- _Exercise brief_
When a line below contains the word "display", copy that line.

- _Material provided_

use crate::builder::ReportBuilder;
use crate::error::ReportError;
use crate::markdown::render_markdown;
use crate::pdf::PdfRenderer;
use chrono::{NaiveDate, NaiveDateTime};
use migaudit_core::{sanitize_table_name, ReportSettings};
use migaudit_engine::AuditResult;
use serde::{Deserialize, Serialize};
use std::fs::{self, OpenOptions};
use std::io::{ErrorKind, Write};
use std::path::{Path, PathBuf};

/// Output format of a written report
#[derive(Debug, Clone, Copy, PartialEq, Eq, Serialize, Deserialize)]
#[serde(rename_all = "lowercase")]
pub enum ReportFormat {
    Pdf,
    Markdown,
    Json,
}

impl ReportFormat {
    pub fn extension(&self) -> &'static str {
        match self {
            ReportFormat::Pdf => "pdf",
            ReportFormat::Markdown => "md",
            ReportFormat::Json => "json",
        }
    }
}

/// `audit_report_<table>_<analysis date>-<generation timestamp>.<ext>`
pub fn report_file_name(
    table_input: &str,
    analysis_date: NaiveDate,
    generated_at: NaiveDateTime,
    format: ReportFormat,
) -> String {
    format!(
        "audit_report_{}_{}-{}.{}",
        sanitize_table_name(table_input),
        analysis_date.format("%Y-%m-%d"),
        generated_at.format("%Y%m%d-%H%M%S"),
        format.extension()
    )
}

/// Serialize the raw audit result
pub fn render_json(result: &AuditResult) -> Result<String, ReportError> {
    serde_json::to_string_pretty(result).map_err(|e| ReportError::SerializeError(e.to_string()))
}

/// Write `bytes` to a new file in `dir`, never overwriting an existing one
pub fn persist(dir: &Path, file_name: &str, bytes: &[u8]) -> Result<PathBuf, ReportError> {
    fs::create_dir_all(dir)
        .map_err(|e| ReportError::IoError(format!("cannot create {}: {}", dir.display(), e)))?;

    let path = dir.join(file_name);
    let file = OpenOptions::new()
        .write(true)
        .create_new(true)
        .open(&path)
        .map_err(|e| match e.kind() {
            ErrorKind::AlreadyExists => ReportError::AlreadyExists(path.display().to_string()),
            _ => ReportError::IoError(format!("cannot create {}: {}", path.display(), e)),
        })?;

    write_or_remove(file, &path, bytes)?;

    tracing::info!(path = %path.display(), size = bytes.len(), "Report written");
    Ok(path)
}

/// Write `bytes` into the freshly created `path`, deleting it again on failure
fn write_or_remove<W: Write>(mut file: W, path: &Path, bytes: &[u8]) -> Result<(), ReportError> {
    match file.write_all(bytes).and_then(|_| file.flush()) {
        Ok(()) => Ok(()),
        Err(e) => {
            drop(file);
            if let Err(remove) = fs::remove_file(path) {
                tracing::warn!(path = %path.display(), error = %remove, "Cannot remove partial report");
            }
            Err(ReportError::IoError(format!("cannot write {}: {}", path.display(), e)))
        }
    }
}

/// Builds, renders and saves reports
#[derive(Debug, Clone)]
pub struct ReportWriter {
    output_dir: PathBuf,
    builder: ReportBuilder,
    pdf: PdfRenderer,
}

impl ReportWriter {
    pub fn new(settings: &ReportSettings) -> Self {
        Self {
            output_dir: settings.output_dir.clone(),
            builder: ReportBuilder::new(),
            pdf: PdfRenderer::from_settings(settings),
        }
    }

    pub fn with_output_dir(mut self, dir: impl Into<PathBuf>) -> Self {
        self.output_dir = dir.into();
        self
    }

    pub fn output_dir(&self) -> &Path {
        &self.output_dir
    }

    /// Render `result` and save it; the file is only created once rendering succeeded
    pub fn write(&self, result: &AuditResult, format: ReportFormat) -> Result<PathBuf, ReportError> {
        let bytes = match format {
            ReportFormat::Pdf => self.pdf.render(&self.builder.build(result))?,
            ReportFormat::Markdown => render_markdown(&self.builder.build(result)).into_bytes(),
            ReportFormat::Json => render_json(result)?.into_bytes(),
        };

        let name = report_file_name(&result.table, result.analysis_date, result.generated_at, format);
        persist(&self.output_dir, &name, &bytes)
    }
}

- _Exercise solution_
        .map_err(|e| ReportError::IoError(format!("cannot create {}: {}", dir.display(), e)))?;
            ErrorKind::AlreadyExists => ReportError::AlreadyExists(path.display().to_string()),
            _ => ReportError::IoError(format!("cannot create {}: {}", path.display(), e)),
    tracing::info!(path = %path.display(), size = bytes.len(), "Report written");
                tracing::warn!(path = %path.display(), error = %remove, "Cannot remove partial report");
            Err(ReportError::IoError(format!("cannot write {}: {}", path.display(), e)))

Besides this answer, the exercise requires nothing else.